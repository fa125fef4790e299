//! Application settings and configuration structures.

use config::{Config, ConfigError, Environment, File};
use serde::Deserialize;

/// Root configuration structure containing all application settings.
#[derive(Debug, Clone, Deserialize)]
pub struct Settings {
    /// Server configuration (host, port)
    pub server: ServerSettings,

    /// Database configuration (PostgreSQL)
    pub database: DatabaseSettings,

    /// JWT authentication settings
    pub jwt: JwtSettings,

    /// CORS configuration
    pub cors: CorsSettings,

    /// Rate limiting configuration
    pub rate_limit: RateLimitSettings,

    /// WebSocket configuration
    pub websocket: WebSocketSettings,

    /// Current environment (development, staging, production)
    pub environment: String,
}

/// Server binding configuration.
#[derive(Debug, Clone, Deserialize)]
pub struct ServerSettings {
    /// Host address to bind to (e.g., "0.0.0.0")
    pub host: String,

    /// Port number to listen on
    pub port: u16,
}

/// PostgreSQL database configuration.
#[derive(Debug, Clone, Deserialize)]
pub struct DatabaseSettings {
    /// Database connection URL
    pub url: String,

    /// Maximum number of connections in the pool
    pub max_connections: u32,

    /// Minimum number of connections to maintain
    pub min_connections: u32,

    /// Connection acquire timeout in seconds
    pub acquire_timeout: u64,
}

/// JWT authentication configuration.
#[derive(Debug, Clone, Deserialize)]
pub struct JwtSettings {
    /// Secret key for signing tokens
    pub secret: String,

    /// Access token expiry in minutes
    pub access_token_expiry_minutes: i64,
}

/// CORS configuration.
#[derive(Debug, Clone, Deserialize)]
pub struct CorsSettings {
    /// Allowed origins (comma-separated in env)
    pub allowed_origins: Vec<String>,
}

/// Rate limiting configuration (fixed windows, per client IP).
#[derive(Debug, Clone, Deserialize)]
pub struct RateLimitSettings {
    /// Allowed auth attempts per minute
    pub auth_per_minute: u32,

    /// Allowed API requests per minute
    pub api_per_minute: u32,

    /// Allowed WebSocket upgrades per minute
    pub ws_per_minute: u32,
}

/// WebSocket configuration.
#[derive(Debug, Clone, Deserialize)]
pub struct WebSocketSettings {
    /// Connections with no client traffic for this long are closed.
    pub idle_timeout_secs: u64,
}

/// Minimum required length for JWT secret (256 bits = 32 bytes)
pub const MIN_JWT_SECRET_LENGTH: usize = 32;

impl Settings {
    /// Load settings from environment variables and configuration files.
    ///
    /// The loading order is:
    /// 1. config/default.toml (base configuration)
    /// 2. config/{RUN_ENV}.toml (environment-specific overrides)
    /// 3. Environment variables (highest priority)
    ///
    /// # Errors
    ///
    /// Returns `ConfigError` if configuration cannot be loaded or parsed,
    /// or if JWT secret is too short.
    pub fn load() -> Result<Self, ConfigError> {
        // Load .env file if present (ignore errors if not found)
        let _ = dotenvy::dotenv();

        // Determine the running environment
        let environment = std::env::var("RUN_ENV").unwrap_or_else(|_| "development".into());

        Config::builder()
            // Start with default values
            .set_default("environment", environment.clone())?
            .set_default("server.host", "0.0.0.0")?
            .set_default("server.port", 8000)?
            .set_default("database.max_connections", 10)?
            .set_default("database.min_connections", 2)?
            .set_default("database.acquire_timeout", 30)?
            .set_default("jwt.access_token_expiry_minutes", 1440)?
            .set_default("cors.allowed_origins", vec!["http://localhost:5173"])?
            .set_default("rate_limit.auth_per_minute", 5)?
            .set_default("rate_limit.api_per_minute", 120)?
            .set_default("rate_limit.ws_per_minute", 30)?
            .set_default("websocket.idle_timeout_secs", 60_i64)?
            // Load from config files
            .add_source(File::with_name("config/default").required(false))
            .add_source(File::with_name(&format!("config/{}", environment)).required(false))
            // Load from environment variables
            // APP__SERVER__PORT=8000 -> server.port = 8000
            .add_source(
                Environment::default()
                    .prefix("APP")
                    .separator("__")
                    .try_parsing(true),
            )
            // Map simple environment variables
            .set_override_option("server.host", std::env::var("SERVER_HOST").ok())?
            .set_override_option("server.port", std::env::var("SERVER_PORT").ok())?
            .set_override_option("database.url", std::env::var("DATABASE_URL").ok())?
            .set_override_option("jwt.secret", std::env::var("JWT_SECRET").ok())?
            .build()?
            .try_deserialize()
            .and_then(|settings: Self| {
                // Validate JWT secret length for security
                if settings.jwt.secret.len() < MIN_JWT_SECRET_LENGTH {
                    return Err(ConfigError::Message(format!(
                        "JWT secret must be at least {} characters for security. Current length: {}",
                        MIN_JWT_SECRET_LENGTH,
                        settings.jwt.secret.len()
                    )));
                }
                Ok(settings)
            })
    }

    /// Get the full server address as a string.
    pub fn server_addr(&self) -> String {
        format!("{}:{}", self.server.host, self.server.port)
    }
}

impl ServerSettings {
    /// Get the socket address for binding.
    pub fn socket_addr(&self) -> std::net::SocketAddr {
        format!("{}:{}", self.host, self.port)
            .parse()
            .expect("Invalid server address configuration")
    }
}

#[cfg(test)]
mod tests {
    use super::*;

    fn test_settings() -> Settings {
        Settings {
            server: ServerSettings {
                host: "127.0.0.1".into(),
                port: 8000,
            },
            database: DatabaseSettings {
                url: "postgres://localhost/feed_server_test".into(),
                max_connections: 5,
                min_connections: 1,
                acquire_timeout: 5,
            },
            jwt: JwtSettings {
                secret: "0123456789abcdef0123456789abcdef".into(),
                access_token_expiry_minutes: 60,
            },
            cors: CorsSettings {
                allowed_origins: vec![],
            },
            rate_limit: RateLimitSettings {
                auth_per_minute: 5,
                api_per_minute: 120,
                ws_per_minute: 30,
            },
            websocket: WebSocketSettings {
                idle_timeout_secs: 60,
            },
            environment: "test".into(),
        }
    }

    #[test]
    fn test_server_addr_formats_host_and_port() {
        let settings = test_settings();
        assert_eq!(settings.server_addr(), "127.0.0.1:8000");
    }

    #[test]
    fn test_socket_addr_parses() {
        let settings = test_settings();
        let addr = settings.server.socket_addr();
        assert_eq!(addr.port(), 8000);
    }
}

——

Your goal:
As listed above, the lines from the line with "secret must be" to the line with "let addr = settings.server.socket_addr();" are to be echoed exactly, with both ends included and nothing added.

Exercise result:
                        "JWT secret must be at least {} characters for security. Current length: {}",
                        MIN_JWT_SECRET_LENGTH,
                        settings.jwt.secret.len()
                    )));
                }
                Ok(settings)
            })
    }

    /// Get the full server address as a string.
    pub fn server_addr(&self) -> String {
        format!("{}:{}", self.server.host, self.server.port)
    }
}

impl ServerSettings {
    /// Get the socket address for binding.
    pub fn socket_addr(&self) -> std::net::SocketAddr {
        format!("{}:{}", self.host, self.port)
            .parse()
            .expect("Invalid server address configuration")
    }
}

#[cfg(test)]
mod tests {
    use super::*;

    fn test_settings() -> Settings {
        Settings {
            server: ServerSettings {
                host: "127.0.0.1".into(),
                port: 8000,
            },
            database: DatabaseSettings {
                url: "postgres://localhost/feed_server_test".into(),
                max_connections: 5,
                min_connections: 1,
                acquire_timeout: 5,
            },
            jwt: JwtSettings {
                secret: "0123456789abcdef0123456789abcdef".into(),
                access_token_expiry_minutes: 60,
            },
            cors: CorsSettings {
                allowed_origins: vec![],
            },
            rate_limit: RateLimitSettings {
                auth_per_minute: 5,
                api_per_minute: 120,
                ws_per_minute: 30,
            },
            websocket: WebSocketSettings {
                idle_timeout_secs: 60,
            },
            environment: "test".into(),
        }
    }

    #[test]
    fn test_server_addr_formats_host_and_port() {
        let settings = test_settings();
        assert_eq!(settings.server_addr(), "127.0.0.1:8000");
    }

    #[test]
    fn test_socket_addr_parses() {
        let settings = test_settings();
        let addr = settings.server.socket_addr();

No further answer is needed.